Com o PRD-011, teremos uma separação muito importante:

AGENT

┌─────────┴─────────┐
│ │
Business World UI World
│ │
Capabilities Semantic UI
│ │
└─────────┬─────────┘

Agent Runtime

O agente passa a compreender simultaneamente:

o que o sistema pode fazer
+
onde o usuário está
+
qual entidade está selecionada
+
qual parte da interface está em foco
+
quais ações estão disponíveis
+
qual conhecimento explica aquela parte da interface

Isso fecha a integração entre agente, aplicação React, conhecimento, APIs e experiência visual.


PRD-012 — Agentic Task Memory & Operational Learning

O próximo estágio deverá tratar de uma questão diferente: como o agente aprende com a operação sem transformar cada conversa em treinamento do modelo.

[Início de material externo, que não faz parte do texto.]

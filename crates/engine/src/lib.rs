pub mod audit;
pub mod cycle;
pub mod error;
pub mod evaluator;
pub mod expiration;
pub mod graph;
pub mod hierarchy;
pub mod locks;
pub mod maintenance;
pub mod tuple;

pub use audit::{AuditSink, DEFAULT_PARTITIONS_AHEAD, DEFAULT_RETENTION_MONTHS};
pub use error::{EngineError, Result};
pub use evaluator::{Evaluator, ExplainPath, PathKind, ResourceRow, SubjectRow};
pub use expiration::ExpirationManager;
pub use hierarchy::HierarchyStore;
pub use maintenance::{CleanupReport, IntegrityKind, IntegrityWarning, Maintenance, Stats};
pub use tuple::TupleStore;
//! Cycle detection for the two graphs that must stay acyclic under
//! concurrent writers: group membership and resource containment. The
//! hierarchy implication graph is checked the same way from
//! [`crate::hierarchy`].
//!
//! The detector is async because, unlike [`crate::graph`]'s pure
//! primitives, it walks edges stored in Postgres. The traversal shape is
//! identical to `graph::reaches` — bounded BFS with an early-exit target
//! match — just with an async neighbor fetch.

use std::collections::HashSet;
use std::future::Future;

use crate::error::{EngineError, Result};
use crate::graph::MAX_DEPTH;

/// Bounded reachability check over an async neighbor-fetch closure.
/// Mirrors [`crate::graph::reaches`] but allows the neighbor lookup to hit
/// the database.
pub async fn reaches_async<N, F, Fut>(start: N, target: &N, max_depth: usize, mut neighbors: F) -> Result<bool>
where
    N: Eq + std::hash::Hash + Clone,
    F: FnMut(N) -> Fut,
    Fut: Future<Output = Result<Vec<N>>>,
{
    if &start == target {
        return Ok(true);
    }

    let mut visited: HashSet<N> = HashSet::new();
    visited.insert(start.clone());
    let mut frontier = vec![start];
    let mut depth = 0;

    while !frontier.is_empty() && depth < max_depth {
        let mut next = Vec::new();
        for node in frontier {
            for n in neighbors(node).await? {
                if &n == target {
                    return Ok(true);
                }
                if visited.insert(n.clone()) {
                    next.push(n);
                }
            }
        }
        frontier = next;
        depth += 1;
    }

    Ok(false)
}

/// A group- or resource-edge endpoint: `(type, id)`.
pub type Endpoint = (String, String);

/// Rejects the edge `u -> v` if `u == v`, otherwise runs a bounded walk
/// from `v` via `neighbors_of` and errors if it reaches `u`. Callers are
/// responsible for holding the dual-endpoint advisory locks for the
/// duration of this check plus the subsequent insert.
pub async fn reject_if_would_cycle<F, Fut>(
    operation: &str,
    u: Endpoint,
    v: Endpoint,
    neighbors_of: F,
) -> Result<()>
where
    F: FnMut(Endpoint) -> Fut,
    Fut: Future<Output = Result<Vec<Endpoint>>>,
{
    if u == v {
        return Err(EngineError::precondition(
            operation,
            "would create a circular membership/hierarchy (self-reference)",
        ));
    }

    if reaches_async(v, &u, MAX_DEPTH, neighbors_of).await? {
        return Err(EngineError::precondition(
            operation,
            "would create a circular membership/hierarchy",
        ));
    }

    Ok(())
}

#[cfg(test)]
mod tests {
    use super::*;
    use std::collections::HashMap;

    fn endpoint(t: &str, id: &str) -> Endpoint {
        (t.to_string(), id.to_string())
    }

    #[tokio::test]
    async fn self_edge_always_rejected() {
        let u = endpoint("team", "infra");
        let result = reject_if_would_cycle("add_member", u.clone(), u, |_| async { Ok(vec![]) }).await;
        assert!(result.is_err());
    }

    #[tokio::test]
    async fn rejects_edge_that_would_close_existing_chain() {
        // infra already contains platform (platform is a member of infra):
        // "who contains platform" -> infra.
        let mut who_contains: HashMap<Endpoint, Vec<Endpoint>> = HashMap::new();
        who_contains.insert(endpoint("team", "platform"), vec![endpoint("team", "infra")]);

        // Now platform -> infra would close the loop (infra already
        // contains platform transitively through this edge).
        let u = endpoint("team", "platform");
        let v = endpoint("team", "infra");

        let result = reject_if_would_cycle("add_member", u, v, |x: Endpoint| {
            let who_contains = who_contains.clone();
            async move { Ok(who_contains.get(&x).cloned().unwrap_or_default()) }
        })
        .await;

        assert!(result.is_err());
    }

    #[tokio::test]
    async fn allows_edge_with_no_existing_path() {
        let u = endpoint("team", "infra");
        let v = endpoint("team", "eng");
        let result = reject_if_would_cycle("add_member", u, v, |_: Endpoint| async { Ok(vec![]) }).await;
        assert!(result.is_ok());
    }
}
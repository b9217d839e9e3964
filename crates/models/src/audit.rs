//! Audit event — append-only, time-range-partitioned record of mutations
//! and security-relevant events.
//!
//! The event-type enum is closed and shared with the (out-of-scope)
//! authentication sibling: this crate only ever constructs the
//! `tuple_*`/`hierarchy_*` variants, but the sink and its storage must
//! accept the full set, since the partitioned audit log is shared
//! infrastructure.

use std::net::IpAddr;

use chrono::{DateTime, Datelike, Utc};
use serde::{Deserialize, Serialize};
use uuid::Uuid;

#[derive(Debug, Clone, Copy, PartialEq, Eq, Serialize, Deserialize, sqlx::Type)]
#[sqlx(type_name = "text", rename_all = "snake_case")]
#[serde(rename_all = "snake_case")]
pub enum AuditEventType {
    UserCreated,
    UserUpdated,
    UserDisabled,
    UserEnabled,
    UserDeleted,
    PasswordUpdated,
    EmailUpdated,
    EmailVerified,
    SessionCreated,
    SessionRevoked,
    SessionsRevokedAll,
    TokenCreated,
    TokenConsumed,
    MfaAdded,
    MfaRemoved,
    MfaUsed,
    LoginAttemptFailed,
    LockoutTriggered,
    TupleCreated,
    TupleUpdated,
    TupleDeleted,
    HierarchyCreated,
    HierarchyDeleted,
}

impl AuditEventType {
    pub fn as_str(&self) -> &'static str {
        match self {
            Self::UserCreated => "user_created",
            Self::UserUpdated => "user_updated",
            Self::UserDisabled => "user_disabled",
            Self::UserEnabled => "user_enabled",
            Self::UserDeleted => "user_deleted",
            Self::PasswordUpdated => "password_updated",
            Self::EmailUpdated => "email_updated",
            Self::EmailVerified => "email_verified",
            Self::SessionCreated => "session_created",
            Self::SessionRevoked => "session_revoked",
            Self::SessionsRevokedAll => "sessions_revoked_all",
            Self::TokenCreated => "token_created",
            Self::TokenConsumed => "token_consumed",
            Self::MfaAdded => "mfa_added",
            Self::MfaRemoved => "mfa_removed",
            Self::MfaUsed => "mfa_used",
            Self::LoginAttemptFailed => "login_attempt_failed",
            Self::LockoutTriggered => "lockout_triggered",
            Self::TupleCreated => "tuple_created",
            Self::TupleUpdated => "tuple_updated",
            Self::TupleDeleted => "tuple_deleted",
            Self::HierarchyCreated => "hierarchy_created",
            Self::HierarchyDeleted => "hierarchy_deleted",
        }
    }
}

/// Append-only audit event row.
#[derive(Debug, Clone, Serialize, Deserialize, sqlx::FromRow)]
pub struct AuditEvent {
    pub event_id: Uuid,
    pub event_time: DateTime<Utc>,
    pub event_type: String,
    pub namespace: String,
    pub resource_type: Option<String>,
    pub resource_id: Option<String>,
    pub relation: Option<String>,
    pub subject_type: Option<String>,
    pub subject_id: Option<String>,
    pub subject_relation: Option<String>,
    pub tuple_id: Option<Uuid>,
    pub expires_at: Option<DateTime<Utc>>,
    pub actor_id: Option<String>,
    pub request_id: Option<String>,
    pub reason: Option<String>,
    pub ip_address: Option<String>,
    pub user_agent: Option<String>,
}

/// Builder mirroring the shape of mutation context: fill in what the
/// mutation knows, let actor-context fields default from the caller's
/// request context.
pub struct AuditEventBuilder {
    event: AuditEvent,
}

impl AuditEventBuilder {
    pub fn new(event_type: AuditEventType, namespace: impl Into<String>, event_time: DateTime<Utc>) -> Self {
        Self {
            event: AuditEvent {
                event_id: Uuid::new_v4(),
                event_time,
                event_type: event_type.as_str().to_string(),
                namespace: namespace.into(),
                resource_type: None,
                resource_id: None,
                relation: None,
                subject_type: None,
                subject_id: None,
                subject_relation: None,
                tuple_id: None,
                expires_at: None,
                actor_id: None,
                request_id: None,
                reason: None,
                ip_address: None,
                user_agent: None,
            },
        }
    }

    pub fn resource(mut self, resource_type: impl Into<String>, resource_id: impl Into<String>) -> Self {
        self.event.resource_type = Some(resource_type.into());
        self.event.resource_id = Some(resource_id.into());
        self
    }

    pub fn relation(mut self, relation: impl Into<String>) -> Self {
        self.event.relation = Some(relation.into());
        self
    }

    pub fn subject(mut self, subject_type: impl Into<String>, subject_id: impl Into<String>) -> Self {
        self.event.subject_type = Some(subject_type.into());
        self.event.subject_id = Some(subject_id.into());
        self
    }

    pub fn subject_relation(mut self, subject_relation: Option<String>) -> Self {
        self.event.subject_relation = subject_relation;
        self
    }

    pub fn tuple_id(mut self, id: Uuid) -> Self {
        self.event.tuple_id = Some(id);
        self
    }

    pub fn expires_at(mut self, expires_at: Option<DateTime<Utc>>) -> Self {
        self.event.expires_at = expires_at;
        self
    }

    pub fn actor(mut self, actor_id: Option<String>, request_id: Option<String>, reason: Option<String>) -> Self {
        self.event.actor_id = actor_id;
        self.event.request_id = request_id;
        self.event.reason = reason;
        self
    }

    pub fn connection(mut self, ip_address: Option<IpAddr>, user_agent: Option<String>) -> Self {
        self.event.ip_address = ip_address.map(|ip| ip.to_string());
        self.event.user_agent = user_agent;
        self
    }

    pub fn build(self) -> AuditEvent {
        self.event
    }
}

/// Month-partition name: `audit_events_yYYYYmMM`. This format is part of
/// the external contract — operational tooling parses it.
pub fn partition_name(year: i32, month: u32) -> String {
    format!("audit_events_y{:04}m{:02}", year, month)
}

/// The `(year, month)` a timestamp's partition belongs to.
pub fn partition_of(ts: DateTime<Utc>) -> (i32, u32) {
    (ts.year(), ts.month())
}

/// `count` consecutive `(year, month)` pairs starting at `start`, inclusive.
pub fn month_range(start: (i32, u32), count: u32) -> Vec<(i32, u32)> {
    let mut out = Vec::with_capacity(count as usize);
    let (mut y, mut m) = start;
    for _ in 0..count {
        out.push((y, m));
        m += 1;
        if m > 12 {
            m = 1;
            y += 1;
        }
    }
    out
}

/// Months before `(end_year, end_month)` by exactly `months`, used to
/// compute retention cutoffs.
pub fn months_before(end: (i32, u32), months: u32) -> (i32, u32) {
    let (mut y, mut m) = end;
    let mut remaining = months;
    while remaining > 0 {
        if m == 1 {
            m = 12;
            y -= 1;
        } else {
            m -= 1;
        }
        remaining -= 1;
    }
    (y, m)
}

#[cfg(test)]
mod tests {
    use super::*;

    #[test]
    fn partition_name_matches_external_contract_format() {
        assert_eq!(partition_name(2026, 7), "audit_events_y2026m07");
    }

    #[test]
    fn month_range_wraps_year_boundary() {
        assert_eq!(
            month_range((2025, 11), 4),
            vec![(2025, 11), (2025, 12), (2026, 1), (2026, 2)]
        );
    }

    #[test]
    fn months_before_wraps_year_boundary_backward() {
        assert_eq!(months_before((2026, 2), 4), (2025, 10));
        assert_eq!(months_before((2026, 7), 84), (2019, 11));
    }
}
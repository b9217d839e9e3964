//! `RequestContext` — explicit, immutable per-call context carrying the
//! tenant boundary and actor metadata. Every engine operation threads one
//! of these through explicitly rather than reading it from ambient/session
//! state: the namespace an operation runs against, and who asked, must
//! both be visible at the call site.

use std::net::IpAddr;

use rebac_models::Namespace;

/// Who is making the call, for audit attribution. Every field is optional:
/// system-initiated maintenance jobs carry a bare `RequestContext` with no
/// actor at all.
#[derive(Debug, Clone, Default)]
pub struct ActorContext {
    pub actor_id: Option<String>,
    pub request_id: Option<String>,
    pub reason: Option<String>,
    pub ip_address: Option<IpAddr>,
    pub user_agent: Option<String>,
}

impl ActorContext {
    pub fn new() -> Self {
        Self::default()
    }

    pub fn with_actor_id(mut self, actor_id: impl Into<String>) -> Self {
        self.actor_id = Some(actor_id.into());
        self
    }

    pub fn with_request_id(mut self, request_id: impl Into<String>) -> Self {
        self.request_id = Some(request_id.into());
        self
    }

    pub fn with_reason(mut self, reason: impl Into<String>) -> Self {
        self.reason = Some(reason.into());
        self
    }

    pub fn with_connection(mut self, ip_address: Option<IpAddr>, user_agent: Option<String>) -> Self {
        self.ip_address = ip_address;
        self.user_agent = user_agent;
        self
    }
}

/// The namespace an operation runs against, plus who's asking. Construct
/// one per call; never stash it in a shared/session-scoped slot.
#[derive(Debug, Clone)]
pub struct RequestContext {
    namespace: Namespace,
    actor: Option<ActorContext>,
}

impl RequestContext {
    pub fn new(namespace: Namespace) -> Self {
        Self {
            namespace,
            actor: None,
        }
    }

    pub fn with_actor(mut self, actor: ActorContext) -> Self {
        self.actor = Some(actor);
        self
    }

    pub fn namespace(&self) -> &Namespace {
        &self.namespace
    }

    pub fn actor(&self) -> Option<&ActorContext> {
        self.actor.as_ref()
    }

    pub fn actor_id(&self) -> Option<&str> {
        self.actor.as_ref().and_then(|a| a.actor_id.as_deref())
    }

    pub fn request_id(&self) -> Option<&str> {
        self.actor.as_ref().and_then(|a| a.request_id.as_deref())
    }
}

#[cfg(test)]
mod tests {
    use super::*;

    #[test]
    fn request_context_without_actor_has_no_actor_id() {
        let ctx = RequestContext::new(Namespace::parse("acme").unwrap());
        assert_eq!(ctx.actor_id(), None);
        assert_eq!(ctx.namespace().as_str(), "acme");
    }

    #[test]
    fn request_context_carries_actor_fields() {
        let actor = ActorContext::new()
            .with_actor_id("user:alice")
            .with_request_id("req-1")
            .with_reason("support ticket #42");
        let ctx = RequestContext::new(Namespace::parse("acme").unwrap()).with_actor(actor);
        assert_eq!(ctx.actor_id(), Some("user:alice"));
        assert_eq!(ctx.request_id(), Some("req-1"));
    }
}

O PRD-012 deverá definir uma camada de memória operacional e aprendizado baseado em evidências, capaz de registrar:

o que o usuário pediu

o que o agente interpretou

o que foi executado

o que deu errado

o que o usuário corrigiu

qual foi o resultado final

O objetivo não será “treinar a IA automaticamente”, mas criar um mecanismo controlado para descobrir padrões como:

  • intents frequentemente ambíguas;
  • capabilities frequentemente confundidas;
  • referências que exigem esclarecimento;
  • comandos que os usuários corrigem repetidamente;
  • fluxos que deveriam virar novas capabilities;
  • documentação que não está suficientemente clara;
  • componentes da UI que precisam de melhor semanticização;
  • operações que geram frequentemente falhas;
  • pontos onde o agente está recorrendo ao LLM quando poderia existir uma resolução determinística.

Isso permitirá que o próprio sistema gere evidências para evolução da plataforma, sem permitir que o agente altere automaticamente suas próprias regras de segurança, capabilities ou políticas.